4.      RESERVATION OF AUTHORIZED SHARES

The Company shall initially reserve out of its authorized and unissued Common Stock a number of shares of Common Stock for the Note sufficient to convert 100 percent of the principle and interest at the Maturity Date. So long as any of the Note is outstanding, the Company shall take all action reasonably necessary to reserve and keep available out of its authorized and unissued Common Stock, solely for the purpose of effecting the conversion of the Note and accrued interest, the number of shares required to be reserved by the previous sentence (the “Required Reserve Amount”).

 
 

5.      VOTING RIGHTS. The Holder shall have no voting rights as the holder of this Note, except as required by law (including, without limitation, the Delaware General Corporation Law).

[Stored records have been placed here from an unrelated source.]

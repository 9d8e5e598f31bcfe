//! Query materialization
//!
//! Directives are applied in a fixed order, independent of the order they
//! were chained in:
//!
//! 1. every condition set (AND across and within sets)
//! 2. ungrouped: sort, limit, then distinct/select projection
//! 3. grouped: partition into first-seen buckets, project each bucket,
//!    aggregate, sort the groups and limit the number of groups
//!
//! Everything here is synchronous and works on a borrowed slice, so the same
//! snapshot can serve any number of queries.

use super::ast::{Condition, Conditions, Count, Grouping, Period, Query, SortKey};
use super::error::{QueryError, QueryResult};
use super::path::{compare, matches, resolve, FieldPath, FieldValue};
use super::verbs::VerbResolver;
use crate::model::{parse_instant, Statement};
use chrono::{DateTime, Utc};
use indexmap::IndexMap;
use serde::{Serialize, Serializer};
use std::cmp::Ordering;
use std::collections::HashSet;
use tracing::debug;

/// Key of one group in a grouped result
#[derive(Debug, Clone, PartialEq, Eq, Hash)]
pub enum GroupKey {
    /// Rows whose group value was absent or null
    Missing,
    Value(String),
}

impl GroupKey {
    pub fn as_str(&self) -> Option<&str> {
        match self {
            GroupKey::Missing => None,
            GroupKey::Value(value) => Some(value),
        }
    }
}

impl From<&str> for GroupKey {
    fn from(value: &str) -> Self {
        GroupKey::Value(value.to_string())
    }
}

impl std::fmt::Display for GroupKey {
    fn fmt(&self, f: &mut std::fmt::Formatter<'_>) -> std::fmt::Result {
        match self {
            GroupKey::Missing => write!(f, "(missing)"),
            GroupKey::Value(value) => f.write_str(value),
        }
    }
}

/// Result of a terminal aggregate. Not a builder: nothing can be chained on it.
#[derive(Debug, Clone, PartialEq)]
pub enum Aggregate<T> {
    /// Ungrouped scalar
    Total(T),
    /// Group key to aggregate, in result order
    Grouped(IndexMap<GroupKey, T>),
}

impl<T> Aggregate<T> {
    pub fn total(&self) -> Option<&T> {
        match self {
            Aggregate::Total(value) => Some(value),
            Aggregate::Grouped(_) => None,
        }
    }

    pub fn groups(&self) -> Option<&IndexMap<GroupKey, T>> {
        match self {
            Aggregate::Total(_) => None,
            Aggregate::Grouped(groups) => Some(groups),
        }
    }

    /// Aggregate of the group keyed `key`
    pub fn group(&self, key: &str) -> Option<&T> {
        self.groups()?.get(&GroupKey::from(key))
    }

    /// Aggregate of the missing-value group
    pub fn missing(&self) -> Option<&T> {
        self.groups()?.get(&GroupKey::Missing)
    }
}

impl<T: Serialize> Serialize for Aggregate<T> {
    fn serialize<S: Serializer>(&self, serializer: S) -> Result<S::Ok, S::Error> {
        match self {
            Aggregate::Total(value) => value.serialize(serializer),
            Aggregate::Grouped(groups) => {
                serializer.collect_map(groups.iter().map(|(key, value)| (key.to_string(), value)))
            }
        }
    }
}

type Buckets<'a> = IndexMap<GroupKey, (Option<FieldValue>, Vec<&'a Statement>)>;

impl Query {
    /// Matching statements after filter, sort, limit and distinct
    pub fn statements<'a>(&self, statements: &'a [Statement]) -> Vec<&'a Statement> {
        self.members(self.rows(statements, None))
    }

    /// The projected `select` value of every matching statement; absent
    /// values are reported as `Null`
    pub fn values(&self, statements: &[Statement]) -> QueryResult<Vec<FieldValue>> {
        let path = self.select.as_ref().ok_or_else(|| {
            QueryError::InvalidSelection("values() requires a select path".to_string())
        })?;

        Ok(self
            .members(self.rows(statements, None))
            .into_iter()
            .map(|statement| project(statement, path))
            .collect())
    }

    /// Matching statements partitioned by the group path
    pub fn groups<'a>(
        &self,
        statements: &'a [Statement],
    ) -> QueryResult<IndexMap<GroupKey, Vec<&'a Statement>>> {
        let grouping = self.group_by.as_ref().ok_or_else(|| {
            QueryError::InvalidAggregation("groups() requires a group path".to_string())
        })?;

        Ok(self.aggregate_groups(
            self.filtered(statements, None),
            grouping,
            |rows| self.members(rows),
            |a: &Vec<&Statement>, b: &Vec<&Statement>| a.len().cmp(&b.len()),
        ))
    }

    /// Count rows, or rows with a present field
    pub fn count(&self, statements: &[Statement], count: &Count) -> Aggregate<usize> {
        let field = count.field.as_ref();
        match &self.group_by {
            None => {
                let rows = self.rows(statements, count.matching.as_ref());
                Aggregate::Total(self.tally(rows, field))
            }
            Some(grouping) => Aggregate::Grouped(self.aggregate_groups(
                self.filtered(statements, count.matching.as_ref()),
                grouping,
                |rows| self.tally(rows, field),
                |a: &usize, b: &usize| a.cmp(b),
            )),
        }
    }

    /// Mean of the numeric values of `field`, skipping absent and null values.
    ///
    /// Zero matching statements is an error; statements that all lack the
    /// field average to `0.0`.
    pub fn average(&self, statements: &[Statement], field: &str) -> QueryResult<Aggregate<f64>> {
        if field.trim().is_empty() {
            return Err(QueryError::InvalidAggregation(
                "average requires a field".to_string(),
            ));
        }
        let path = FieldPath::parse(field);

        match &self.group_by {
            None => {
                let rows = self.members(self.rows(statements, None));
                if rows.is_empty() {
                    return Err(QueryError::EmptyAverage(field.to_string()));
                }
                Ok(Aggregate::Total(mean(&rows, &path)))
            }
            Some(grouping) => Ok(Aggregate::Grouped(self.aggregate_groups(
                self.filtered(statements, None),
                grouping,
                |rows| mean(&self.members(rows), &path),
                |a: &f64, b: &f64| a.partial_cmp(b).unwrap_or(Ordering::Equal),
            ))),
        }
    }

    fn filtered<'a>(
        &self,
        statements: &'a [Statement],
        extra: Option<&Conditions>,
    ) -> Vec<&'a Statement> {
        let extra = extra.map(|conditions| conditions.clone().resolve_verbs(self.verbs.as_ref()));

        statements
            .iter()
            .filter(|statement| {
                self.filters
                    .iter()
                    .chain(extra.iter())
                    .all(|conditions| satisfies_all(statement, conditions, self.verbs.as_ref()))
            })
            .collect()
    }

    fn sorted<'a>(&self, rows: Vec<&'a Statement>) -> Vec<&'a Statement> {
        let Some(order) = &self.order else {
            return rows;
        };
        let path = match &order.key {
            SortKey::Path(path) => path,
            SortKey::Aggregate => {
                debug!("Aggregate sort key has no effect without grouping");
                return rows;
            }
        };

        let mut keyed: Vec<(Option<FieldValue>, &Statement)> = rows
            .into_iter()
            .map(|statement| (resolve(statement, path), statement))
            .collect();
        keyed.sort_by(|a, b| order.direction.apply(compare(a.0.as_ref(), b.0.as_ref())));
        keyed.into_iter().map(|(_, statement)| statement).collect()
    }

    /// filter, sort, limit
    fn rows<'a>(&self, statements: &'a [Statement], extra: Option<&Conditions>) -> Vec<&'a Statement> {
        let mut rows = self.sorted(self.filtered(statements, extra));
        if let Some(limit) = self.limit {
            rows.truncate(limit);
        }
        debug!(rows = rows.len(), "Rows selected");
        rows
    }

    /// Apply distinct: by projected value with a select path, by id without
    fn members<'a>(&self, rows: Vec<&'a Statement>) -> Vec<&'a Statement> {
        if !self.distinct {
            return rows;
        }
        match &self.select {
            Some(path) => {
                let mut seen = HashSet::new();
                rows.into_iter()
                    .filter(|statement| seen.insert(project(statement, path).canonical()))
                    .collect()
            }
            None => {
                let mut seen = HashSet::new();
                rows.into_iter()
                    .filter(|statement| statement.id.map_or(true, |id| seen.insert(id)))
                    .collect()
            }
        }
    }

    fn tally(&self, rows: Vec<&Statement>, field: Option<&FieldPath>) -> usize {
        let members = self.members(rows);
        let Some(field) = field else {
            return members.len();
        };

        let present = members
            .iter()
            .filter_map(|statement| resolve(statement, field))
            .filter(|value| !value.is_null());
        if self.distinct {
            present.map(|value| value.canonical()).collect::<HashSet<_>>().len()
        } else {
            present.count()
        }
    }

    fn aggregate_groups<'a, T>(
        &self,
        rows: Vec<&'a Statement>,
        grouping: &Grouping,
        aggregate: impl Fn(Vec<&'a Statement>) -> T,
        by_value: impl Fn(&T, &T) -> Ordering,
    ) -> IndexMap<GroupKey, T> {
        let mut groups: Vec<(GroupKey, Option<FieldValue>, T)> = partition(rows, grouping)
            .into_iter()
            .map(|(key, (sample, members))| (key, sample, aggregate(members)))
            .collect();

        if let Some(order) = &self.order {
            groups.sort_by(|a, b| {
                let ordering = match order.key {
                    SortKey::Aggregate => by_value(&a.2, &b.2),
                    SortKey::Path(_) => compare(a.1.as_ref(), b.1.as_ref()),
                };
                order.direction.apply(ordering)
            });
        }
        if let Some(limit) = self.limit {
            groups.truncate(limit);
        }

        debug!(groups = groups.len(), path = %grouping.path, "Groups aggregated");
        groups.into_iter().map(|(key, _, value)| (key, value)).collect()
    }
}

fn satisfies(statement: &Statement, condition: &Condition, verbs: &dyn VerbResolver) -> bool {
    match condition {
        Condition::Equals { path, expected } => matches(resolve(statement, path).as_ref(), expected),
        Condition::Verb(verb) => statement.verb.id == verbs.resolve(verb),
        Condition::Since(Some(bound)) => statement
            .timestamp
            .as_ref()
            .is_some_and(|timestamp| timestamp.instant() >= *bound),
        Condition::Since(None) => false,
    }
}

fn satisfies_all(statement: &Statement, conditions: &Conditions, verbs: &dyn VerbResolver) -> bool {
    conditions
        .iter()
        .all(|condition| satisfies(statement, condition, verbs))
}

fn project(statement: &Statement, path: &FieldPath) -> FieldValue {
    resolve(statement, path).unwrap_or(FieldValue::Null)
}

fn mean(rows: &[&Statement], path: &FieldPath) -> f64 {
    let values: Vec<f64> = rows
        .iter()
        .filter_map(|statement| resolve(statement, path))
        .filter_map(|value| value.as_f64())
        .collect();

    if values.is_empty() {
        0.0
    } else {
        values.iter().sum::<f64>() / values.len() as f64
    }
}

fn partition<'a>(rows: Vec<&'a Statement>, grouping: &Grouping) -> Buckets<'a> {
    let mut buckets: Buckets<'a> = IndexMap::new();
    for row in rows {
        let (key, sample) = group_key(resolve(row, &grouping.path), grouping.period);
        buckets
            .entry(key)
            .or_insert_with(|| (sample, Vec::new()))
            .1
            .push(row);
    }
    buckets
}

fn as_instant(value: &FieldValue) -> Option<DateTime<Utc>> {
    match value {
        FieldValue::Time(instant) => Some(*instant),
        FieldValue::Text(text) => parse_instant(text),
        _ => None,
    }
}

/// Group key plus the value groups are sorted by
fn group_key(value: Option<FieldValue>, period: Option<Period>) -> (GroupKey, Option<FieldValue>) {
    let value = match value {
        None | Some(FieldValue::Null) => return (GroupKey::Missing, None),
        Some(value) => value,
    };

    if let Some(period) = period {
        if let Some(instant) = as_instant(&value) {
            let bucket = period.bucket(&instant);
            return (GroupKey::Value(bucket.clone()), Some(FieldValue::Text(bucket)));
        }
    }

    match value.key_text() {
        Some(text) => (GroupKey::Value(text), Some(value)),
        None => (GroupKey::Missing, None),
    }
}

6.      RANK. All payments due under this Note (a) shall rank pari passu with all Notes issued with the same rank (“Other Notes”), and (b) shall be senior to all other Indebtedness of the Company except assets securing specific liens relating to those assets, and Collateral assigned to Silicon Valley Bank which holds the senior security interest on all of the Company’s assets in connection with balances outstanding on the Company’s revolving line of credit.

7.      SECURITY. This Note and the Other Notes are secured by the assets of the Company including its intellectual property assets (“Collateral”) excluding assets securing specific liens, and is in second position to Silicon Valley Bank which has a perfected senior position to the Collateral to secure outstanding balances on its revolving credit facilities with the Company.

8.      LOST, STOLEN OR MUTILATED NOTE. Upon receipt by the Company of evidence reasonably satisfactory to the Company of the loss, theft, destruction or mutilation of this Note (as to which a written certification and indemnification shall suffice as such evidence), and, in the case of loss, theft or destruction, of any indemnification undertaking by the Holder to the Company in customary and reasonable form and, in the case of mutilation, upon surrender and cancellation of this Note, the Company shall execute and deliver to the Holder a new Note representing the outstanding Principal.

9.      CURRENCY. All dollar amounts referred to in this Note are in United States Dollars (“U.S. Dollars”), and all amounts owing under this Note shall be paid in U.S. Dollars.

10.  CANCELLATION. After all Principal and accrued Interest owed on this Note have been paid in full, this Note shall automatically be deemed canceled, shall be surrendered to the Company for cancellation and shall not be reissued.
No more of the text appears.